Dataset entries

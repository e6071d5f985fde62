use axum::http::StatusCode;
use serde_json::{json, Value};

use crate::common::TestContext;

/// Register, verify, log in, refresh, then call a protected route.
#[tokio::test]
async fn full_account_lifecycle() {
    let ctx = TestContext::new().await;

    let registered = ctx.register("Ada", "ada@x.com", "password1").await;
    registered.assert_status(StatusCode::CREATED);
    let body: Value = registered.json();
    assert_eq!(body["user"]["verified"], false);

    let code = ctx.verification_code("ada@x.com").await;
    let wrong = if code == "999999" { "000000" } else { "999999" };
    ctx.verify("ada@x.com", wrong)
        .await
        .assert_status(StatusCode::UNAUTHORIZED);

    let verified = ctx.verify("ada@x.com", &code).await;
    verified.assert_status_ok();
    assert_eq!(verified.json::<Value>()["user"]["verified"], true);

    let login = ctx.login("ada@x.com", "password1").await;
    login.assert_status_ok();
    let session: Value = login.json();
    let refresh = session["refreshToken"].as_str().unwrap();
    assert!(session["expiresAt"].as_str().is_some());

    let access = ctx.access(refresh).await;
    access.assert_status_ok();
    let access: Value = access.json();
    let token = access["accessToken"].as_str().unwrap();
    assert!(access["expiresAt"].as_str().is_some());

    let created = ctx
        .server
        .post("/api/v1/workspaces")
        .authorization_bearer(token)
        .json(&json!({ "name": "Analytical Engine", "description": "notes" }))
        .await;
    created.assert_status(StatusCode::CREATED);

    ctx.server
        .get("/api/v1/workspaces/me")
        .authorization_bearer(token)
        .await
        .assert_status_ok();

    assert_eq!(ctx.metrics.auth_count("register", "success"), 1);
    assert_eq!(ctx.metrics.auth_count("verify", "invalid"), 1);
    assert_eq!(ctx.metrics.auth_count("verify", "success"), 1);
    assert_eq!(ctx.metrics.auth_count("login", "success"), 1);
    assert_eq!(ctx.metrics.auth_count("refresh", "success"), 1);
}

Required action —
The answer should be an exact copy of the lines from the first line of the data through the line with "registered.assert_status(StatusCode::CREATED);" and should contain nothing else.

Solution —
repository e6071d5f985fde62
use axum::http::StatusCode;
use serde_json::{json, Value};

use crate::common::TestContext;

/// Register, verify, log in, refresh, then call a protected route.
#[tokio::test]
async fn full_account_lifecycle() {
    let ctx = TestContext::new().await;

    let registered = ctx.register("Ada", "ada@x.com", "password1").await;
    registered.assert_status(StatusCode::CREATED);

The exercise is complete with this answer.